Pour son premier film, Céline Sciamma se penche avec beaucoup de délicatesse sur un sujet qui semble lui tenir à cœur, leitmotiv de ses œuvres à venir: ces âges délicats de transition et l'éclosion du désir. Et pour un premier essai, la jeune réalisatrice maîtrise plutôt bien sa caméra. Sans jamais trop en faire, elle nous plonge dans la langueur moite des étés vides, des étés qui s'étirent à ne rien faire. Sur une musique minimaliste qui semble couler goutte-à-goutte, elle resserre son regard sur ses actrices.

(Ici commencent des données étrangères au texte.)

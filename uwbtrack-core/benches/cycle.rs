//! Tracking cycle benchmarks
//!
//! One full cycle must fit comfortably inside the 200 ms period on the tag.
//!
//! Run with: cargo bench -p uwbtrack-core --bench cycle

use criterion::{black_box, criterion_group, criterion_main, BenchmarkId, Criterion};

use uwbtrack_core::{
    linalg::{invert, SquareMatrix},
    trilaterate, AnchorSet, CycleController, EstimatorConfig, RangeEkf, RangeSample, TrackerConfig,
};

fn samples_at(x: f32, y: f32) -> [RangeSample; 4] {
    let ranges = AnchorSet::default().ranges_from(x, y);
    core::array::from_fn(|i| RangeSample::new(i, Some(ranges[i])))
}

/// Complete cycle: smoothing, predict, gated update
fn bench_cycle(c: &mut Criterion) {
    let mut group = c.benchmark_group("cycle");

    for anchors in [3usize, 4] {
        let mut samples = samples_at(0.85, 3.15);
        if anchors == 3 {
            samples[3].distance = None;
        }

        group.bench_with_input(BenchmarkId::new("step_samples", anchors), &samples, |b, samples| {
            let mut tracker = CycleController::new(TrackerConfig::default()).unwrap();
            let mut now = 0;
            b.iter(|| {
                now += 200;
                black_box(tracker.step_samples(black_box(samples), now))
            })
        });
    }

    group.finish();
}

fn bench_components(c: &mut Criterion) {
    let anchors = AnchorSet::default();
    let ranges = anchors.ranges_from(0.85, 3.15).map(Some);

    c.bench_function("trilaterate_4", |b| {
        b.iter(|| trilaterate(black_box(&anchors), black_box(&ranges), 3))
    });

    c.bench_function("ekf_predict_update", |b| {
        let mut ekf = RangeEkf::new(anchors, EstimatorConfig::default());
        b.iter(|| {
            ekf.predict();
            black_box(ekf.update(black_box(&ranges), &[0.2; 4]))
        })
    });

    let m: SquareMatrix<4> = [
        [4.0, 1.0, 0.5, 0.0],
        [1.0, 3.0, 0.0, 0.2],
        [0.5, 0.0, 2.0, 0.1],
        [0.0, 0.2, 0.1, 1.0],
    ];
    c.bench_function("invert_4x4", |b| {
        let mut inv = [[0.0; 4]; 4];
        b.iter(|| invert(black_box(&m), &mut inv))
    });
}

criterion_group!(benches, bench_cycle, bench_components);
criterion_main!(benches);
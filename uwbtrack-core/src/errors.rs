//! Error Types for the Positioning Core
//!
//! ## Design Philosophy
//!
//! The tracker runs in a fixed-period loop on the tag. None of these errors is
//! allowed to end that loop; each one maps to a degraded cycle:
//!
//! | Error                 | Cycle outcome                                  |
//! |-----------------------|------------------------------------------------|
//! | `SingularMatrix`      | trilateration: no solution; EKF: update failed |
//! | `InsufficientAnchors` | no reseed and/or predict-only cycle            |
//! | `GatingRejected`      | one inflated-noise retry, then predict-only    |
//! | `InvalidConfig`       | startup only, before the loop exists           |
//!
//! Errors are `Copy` and carry only numbers and `&'static str` reasons, so they
//! can be stored in a cycle report without allocating.
//!
//! Range readings that are NaN, infinite or non-positive are not errors: they
//! are filtered out before smoothing and counted in the cycle statistics.
//!
//! ## Example
//!
//! ```rust
//! use uwbtrack_core::{TrackingError, linalg::invert};
//!
//! let singular = [[1.0, 2.0], [2.0, 4.0]];
//! let mut inverse = [[0.0; 2]; 2];
//! assert_eq!(invert(&singular, &mut inverse), Err(TrackingError::SingularMatrix));
//! ```

use thiserror_no_std::Error;

/// Result type for positioning operations
pub type TrackingResult<T> = Result<T, TrackingError>;

/// Positioning errors - kept small for embedded use
#[derive(Error, Debug, Clone, Copy, PartialEq)]
pub enum TrackingError {
    /// No usable pivot during inversion or solve
    #[error("Matrix is singular: no pivot above epsilon")]
    SingularMatrix,

    /// Fewer valid ranges than the operation needs
    #[error("Insufficient anchors: need {required}, have {available}")]
    InsufficientAnchors {
        /// Minimum number of anchors with a valid range
        required: usize,
        /// Anchors with a valid range this cycle
        available: usize,
    },

    /// Innovation is statistically too far from the prediction
    #[error("Gating rejected update: Mahalanobis distance {distance} exceeds {threshold}")]
    GatingRejected {
        /// Squared Mahalanobis distance of the innovation
        distance: f32,
        /// Gate threshold (multiplier × measurement count)
        threshold: f32,
    },

    /// Configuration rejected at startup
    #[error("Invalid configuration: {reason}")]
    InvalidConfig {
        /// Which check failed
        reason: &'static str,
    },
}

#[cfg(feature = "defmt")]
impl defmt::Format for TrackingError {
    fn format(&self, fmt: defmt::Formatter) {
        match self {
            Self::SingularMatrix =>
                defmt::write!(fmt, "Singular matrix"),
            Self::InsufficientAnchors { required, available } =>
                defmt::write!(fmt, "Need {} anchors, have {}", required, available),
            Self::GatingRejected { distance, threshold } =>
                defmt::write!(fmt, "Gated: {} > {}", distance, threshold),
            Self::InvalidConfig { reason } =>
                defmt::write!(fmt, "Invalid config: {}", reason),
        }
    }
}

Car c'est une histoire sans réel enjeu où tout s'articule autour des personnages.
Anne, écartelée entre la femme qu'elle n'est pas encore et l'enfant qu'elle est toujours, entre séduction maladroite et brusquerie juvénile. Qui à force de vouloir aimer et être aimée oublie de s'aimer.
Floriane, le regard dédaigneux sous l'ombre frangée de ses paupières, la moue boudeuse trop rarement éclairée de brefs sourires, perdue dans ce corps qui a finalement grandi trop vite.
Et Marie, mutique jusque dans son corps frêle et longiligne. Un corps qui prend son temps mais où sourd un désir qui n'arrive jamais à franchir la barrière de ses lèvres serrées.
Elle est le trait d'union de ce trio qui ne sera jamais vraiment réuni, le dénominateur commun d'un double duo. Elle va de l'une à l'autre, tiraillée entre un reste d'enfance dont elle ne peut se défaire tout à fait et ce phénomène magnétique qui semble s'ancrer au creux de son ventre.
Plus rien n'existe en dehors d'elles. Les autres personnages ne sont là que pour leur dessiner un décor. Les mots sont rares et les gestes, économes, n'en deviennent que plus parlants. Mais les silences ne sont pas vides. Ils se remplissent du rythme des respirations, du martèlement des douches sur le carrelage, des frissons des nageuses sur les bancs des vestiaires, de la mélodie aquatique des corps en apesanteur dans l'eau.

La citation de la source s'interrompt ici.